Being a key step in the design of an ontology, the construction of a taxonomy is crucial for the success of the whole endeavour.

A taxonomy is a classification system, which consists of subclasshood (or subtyping) statements - that is, statements saying that a class is a subclass of another class, as in:

:Mammal rdfs:subClassOf :Animal .
:ElectricCar rdfs:SubClassOf :Car .
:Planet rdfs:subClassOf :AstronomicalObject.

‍

That being said, the point of constructing a good taxonomy is not just to draw a network of subclasshood relationships between classes: instead, it is to draw the right network of subclasshood relationships. In this article, we will see a few foundational principles for building a good taxonomy - or improving a pre-existing one. In particular, we are going to see two different types of hierarchical structures that can be used in the construction of a taxonomy, how those structures can be complied with, and how their adoption can support the formulation of definitions as well as the expansion of the taxonomy.

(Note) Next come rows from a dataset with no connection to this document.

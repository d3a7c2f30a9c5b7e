use std::convert::Infallible;
use std::sync::{Arc, Mutex};

use flashhook::error::FrameError;
use flashhook::fonts::bitmap::{BitmapFont, BitmapGlyph};
use flashhook::fonts::{AtlasImage, FontHandle, FontStyle, FontWeight};
use flashhook::frame::{FrameRing, UploadArena};
use flashhook::gui::Window;
use flashhook::hooks::{InterceptorState, PresentInterceptor};
use flashhook::math::{rgba, Vec2, WHITE};
use flashhook::process::ProcessState;
use flashhook::renderer::{
    Batch, DrawRecord, FrameStatus, RenderBackend, Renderer, ResizeRequest, TextureId,
};
use flashhook::shapes::{PartitionKey, ShapeInstance, ShapeKind, QUAD_INDEX_COUNT};
use flashhook::OverlayConfig;

const ARENA_BYTES: usize = 64 * 1024;
const CHAIN: usize = 0x5000;

struct HeapFrame {
    _memory: Box<[u8]>,
    arena: UploadArena,
}

impl HeapFrame {
    fn new() -> Self {
        let mut memory = vec![0u8; ARENA_BYTES].into_boxed_slice();
        let arena =
            unsafe { UploadArena::from_raw_parts(memory.as_mut_ptr(), 0x1000, ARENA_BYTES) };
        Self { _memory: memory, arena }
    }
}

#[derive(Default)]
struct Events {
    draws: Vec<Vec<DrawRecord>>,
    instances: Vec<Vec<ShapeInstance>>,
    uploaded: Vec<usize>,
    order: Vec<String>,
}

/// Backend that uploads into heap arenas and records the draws it would
/// issue.
struct RecordingBackend {
    events: Arc<Mutex<Events>>,
    frames: FrameRing<HeapFrame>,
    index: u32,
    size: (u32, u32),
    textures: u32,
}

impl RecordingBackend {
    fn new(events: Arc<Mutex<Events>>, buffers: u32) -> Self {
        let frames = FrameRing::new(buffers, |_| Ok::<_, Infallible>(HeapFrame::new())).unwrap();
        Self { events, frames, index: 0, size: (800, 600), textures: 0 }
    }
}

impl RenderBackend for RecordingBackend {
    type Error = FrameError;

    fn begin_frame(&mut self) -> Result<FrameStatus, FrameError> {
        self.frames.get_mut(self.index)?.arena.reset();
        Ok(FrameStatus::Ready)
    }

    fn end_frame(&mut self, batches: &[Batch<'_>]) -> Result<(), FrameError> {
        let arena = &mut self.frames.get_mut(self.index)?.arena;
        let mut draws = Vec::new();
        let mut instances = Vec::new();
        for batch in batches {
            let parts: [&[u8]; 2] = [
                bytemuck::cast_slice(batch.partition.persistent),
                bytemuck::cast_slice(batch.partition.transient),
            ];
            arena.push_parts(&parts, 16)?;
            draws.push(DrawRecord::quads(batch.partition.key, batch.partition.instance_count()));

            // Read the uploaded bytes back the way the vertex fetch sees them.
            let uploaded = parts.concat();
            instances.extend(
                uploaded
                    .chunks_exact(std::mem::size_of::<ShapeInstance>())
                    .map(bytemuck::pod_read_unaligned::<ShapeInstance>),
            );
        }
        let used = arena.cursor();
        arena.seal();

        let mut events = self.events.lock().unwrap();
        events.draws.push(draws);
        events.instances.push(instances);
        events.uploaded.push(used);
        events.order.push("submit".into());
        Ok(())
    }

    fn post_present(&mut self) {
        self.index = (self.index + 1) % self.frames.len();
    }

    fn create_texture(&mut self, _: &AtlasImage) -> Result<TextureId, FrameError> {
        self.textures += 1;
        Ok(TextureId(self.textures))
    }

    fn release_backbuffers(&mut self) -> Result<(), FrameError> {
        self.events.lock().unwrap().order.push("release".into());
        Ok(())
    }

    fn recreate_backbuffers(&mut self, request: &ResizeRequest) -> Result<(), FrameError> {
        if request.buffer_count != 0 && request.buffer_count != self.frames.len() {
            self.frames =
                FrameRing::new(request.buffer_count, |_| Ok::<_, Infallible>(HeapFrame::new()))
                    .unwrap();
            self.index = 0;
        }
        if request.width != 0 && request.height != 0 {
            self.size = (request.width, request.height);
        }
        self.events.lock().unwrap().order.push(format!("recreate:{}", self.frames.len()));
        Ok(())
    }

    fn backbuffer_count(&self) -> u32 {
        self.frames.len()
    }

    fn viewport_size(&self) -> (u32, u32) {
        self.size
    }
}

fn process() -> Arc<ProcessState> {
    Arc::new(ProcessState::detached(800, 600))
}

fn start(
    events: &Arc<Mutex<Events>>,
    scene: impl FnMut(&mut Renderer<RecordingBackend>) + Send + 'static,
) -> PresentInterceptor<RecordingBackend> {
    let mut overlay = PresentInterceptor::new(process(), scene);
    let backend_events = Arc::clone(events);
    overlay.present(
        CHAIN,
        move |process| {
            let backend = RecordingBackend::new(backend_events, 2);
            Ok(Renderer::new(backend, Arc::clone(process), OverlayConfig::default()))
        },
        || (),
    );
    assert_eq!(overlay.state(), InterceptorState::Active);
    overlay
}

fn present(overlay: &mut PresentInterceptor<RecordingBackend>) {
    overlay.present(CHAIN, |_| unreachable!("already initialized"), || ());
}

#[test]
fn one_instanced_draw_per_partition() {
    let events = Arc::new(Mutex::new(Events::default()));
    let mut overlay = start(&events, |r| {
        for i in 0..100 {
            r.draw_quad(Vec2::new(i as f32, 0.0), Vec2::new(4.0, 4.0), WHITE);
        }
        r.draw_circle(Vec2::new(50.0, 50.0), 10.0, WHITE);
        r.draw_circle(Vec2::new(80.0, 50.0), 10.0, WHITE);
        r.draw_line(Vec2::new(0.0, 0.0), Vec2::new(800.0, 600.0), WHITE, 2.0);
    });
    present(&mut overlay);

    let events = events.lock().unwrap();
    assert_eq!(events.draws.len(), 2);
    for frame in &events.draws {
        assert_eq!(frame, &vec![
            DrawRecord::quads(PartitionKey::new(ShapeKind::Quad, FontHandle::NONE), 100),
            DrawRecord::quads(PartitionKey::new(ShapeKind::Circle, FontHandle::NONE), 2),
            DrawRecord::quads(PartitionKey::new(ShapeKind::Line, FontHandle::NONE), 1),
        ]);
        assert!(frame.iter().all(|d| d.index_count == QUAD_INDEX_COUNT));
    }

    let instance = std::mem::size_of::<ShapeInstance>();
    assert!(events.uploaded.iter().all(|&used| used >= 103 * instance));
}

#[test]
fn a_single_quad_uploads_one_instance_as_drawn() {
    let red = rgba(255, 0, 0, 255);
    let events = Arc::new(Mutex::new(Events::default()));
    let mut overlay = start(&events, move |r| {
        r.draw_quad(Vec2::new(0.0, 0.0), Vec2::new(100.0, 100.0), red);
    });
    present(&mut overlay);

    let events = events.lock().unwrap();
    for (draws, instances) in events.draws.iter().zip(&events.instances) {
        assert_eq!(draws, &vec![DrawRecord::quads(
            PartitionKey::new(ShapeKind::Quad, FontHandle::NONE),
            1
        )]);
        assert_eq!(draws[0].index_count, 6);

        assert_eq!(instances.len(), 1);
        let quad = instances[0];
        assert_eq!(quad.kind(), Some(ShapeKind::Quad));
        assert_eq!(quad.pos, [0.0, 0.0]);
        assert_eq!(quad.size, [100.0, 100.0]);
        assert_eq!(quad.rotation, 0.0);
        assert_eq!(quad.color, red);
    }
}

#[test]
fn uploaded_instances_keep_their_inputs_across_partitions() {
    let events = Arc::new(Mutex::new(Events::default()));
    let mut overlay = start(&events, |r| {
        r.draw_circle(Vec2::new(50.0, 40.0), 10.0, WHITE);
        r.draw_quad(Vec2::new(12.5, 7.0), Vec2::new(30.0, 4.0), WHITE);
        r.draw_line(Vec2::new(1.0, 2.0), Vec2::new(300.0, 200.0), WHITE, 3.0);
    });
    present(&mut overlay);

    let events = events.lock().unwrap();
    let instances = events.instances.last().unwrap();
    let kinds: Vec<_> = instances.iter().map(|i| i.kind()).collect();
    assert_eq!(kinds, vec![Some(ShapeKind::Quad), Some(ShapeKind::Circle), Some(ShapeKind::Line)]);

    assert_eq!((instances[0].pos, instances[0].size), ([12.5, 7.0], [30.0, 4.0]));
    assert_eq!((instances[1].pos, instances[1].size), ([40.0, 30.0], [20.0, 20.0]));
    assert_eq!((instances[2].pos, instances[2].size), ([1.0, 2.0], [300.0, 200.0]));
    assert_eq!(instances[2].stroke_width, 3.0);
    assert!(instances.iter().all(|i| i.rotation == 0.0));
}

#[test]
fn instances_past_the_arena_are_dropped_for_that_frame_only() {
    let events = Arc::new(Mutex::new(Events::default()));
    let flood = Arc::new(Mutex::new(true));
    let scene_flood = Arc::clone(&flood);
    let mut overlay = start(&events, move |r| {
        let count = if *scene_flood.lock().unwrap() { 10_000 } else { 10 };
        for _ in 0..count {
            r.draw_quad(Vec2::new(0.0, 0.0), Vec2::new(1.0, 1.0), WHITE);
        }
    });

    *flood.lock().unwrap() = false;
    present(&mut overlay);

    let events = events.lock().unwrap();
    // The flooded frame fails to upload and records nothing; the renderer
    // keeps going.
    assert_eq!(events.draws.len(), 1);
    assert_eq!(events.draws[0][0].instance_count, 10);
    assert_eq!(overlay.renderer().unwrap().shapes().transient_len(), 0);
}

#[test]
fn menu_and_text_share_the_frame() {
    let font = BitmapFont {
        family: "Tiny".into(),
        weight: FontWeight::NORMAL,
        style: FontStyle::Normal,
        size_px: 8,
        ascent: 6.0,
        width: 16,
        height: 16,
        glyphs: ('a'..='z')
            .map(|c| BitmapGlyph {
                codepoint: c as u32,
                x: 0,
                y: 0,
                w: 4,
                h: 6,
                advance: 5.0,
                bearing_x: 0.0,
                bearing_y: 6.0,
            })
            .collect(),
        coverage: vec![255; 16 * 16],
    };

    let window = Arc::new(Mutex::new(Window::new("flash hook", (10, 10), (450, 450))));
    let scene_window = Arc::clone(&window);
    let events = Arc::new(Mutex::new(Events::default()));
    let mut loaded = false;
    let mut overlay = start(&events, move |r| {
        if !loaded {
            let handle = r.load_bitmap_font(&font);
            r.set_default_font(handle);
            loaded = true;
        }
        scene_window.lock().unwrap().draw(r);
    });
    present(&mut overlay);

    let events = events.lock().unwrap();
    let frame = events.draws.last().unwrap();
    let kinds: Vec<ShapeKind> = frame.iter().map(|d| d.key.kind).collect();
    assert_eq!(kinds, vec![
        ShapeKind::Quad,
        ShapeKind::QuadOutline,
        ShapeKind::Line,
        ShapeKind::TextQuad
    ]);

    // "flash" and "hook", one quad per glyph.
    let text = frame.last().unwrap();
    assert_eq!(text.instance_count, 9);
    assert!(text.key.font.is_valid());
}

#[test]
fn resize_rebuilds_the_ring_between_frames() {
    let events = Arc::new(Mutex::new(Events::default()));
    let mut overlay = start(&events, |r| {
        r.draw_quad(Vec2::new(0.0, 0.0), Vec2::new(1.0, 1.0), WHITE);
    });

    let request = ResizeRequest { buffer_count: 3, width: 1280, height: 720, format: 0 };
    overlay.resize_buffers(CHAIN, request, || true, |ok| *ok);
    present(&mut overlay);

    let renderer = overlay.renderer().unwrap();
    assert_eq!(renderer.backend().backbuffer_count(), 3);
    assert_eq!(renderer.backend().viewport_size(), (1280, 720));
    assert_eq!(overlay.process().size(), flashhook::math::Vec2i::new(1280, 720));

    let events = events.lock().unwrap();
    assert_eq!(events.order, ["submit", "release", "recreate:3", "submit"]);
}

Two types of hierarchical structures

A key decision in the development of a taxonomy is the choice between two types of hierarchical structure: mono-hierarchy and poly-hierarchy. In a mono-hierarchical taxonomy, each class has at most one direct superclass, as exemplified by the tree below:

By contrast, in a poly-hierarchical taxonomy classes are allowed to have multiple direct superclasses; for example, in the tree below Class 4 has as a direct superclass Class 2 as well as Class 3:

‍

While neither of these two hierarchical structures is inherently superior, each is better suited for certain applications as opposed to others. As a general rule, mono-hierarchical taxonomies are better suited for organising expert or technical knowledge. By contrast, poly-hierarchy is better suited for constructing navigation taxonomies - that is, taxonomies that are aimed at optimising findability and browsing experience, like the ones that are employed in e-commerce applications.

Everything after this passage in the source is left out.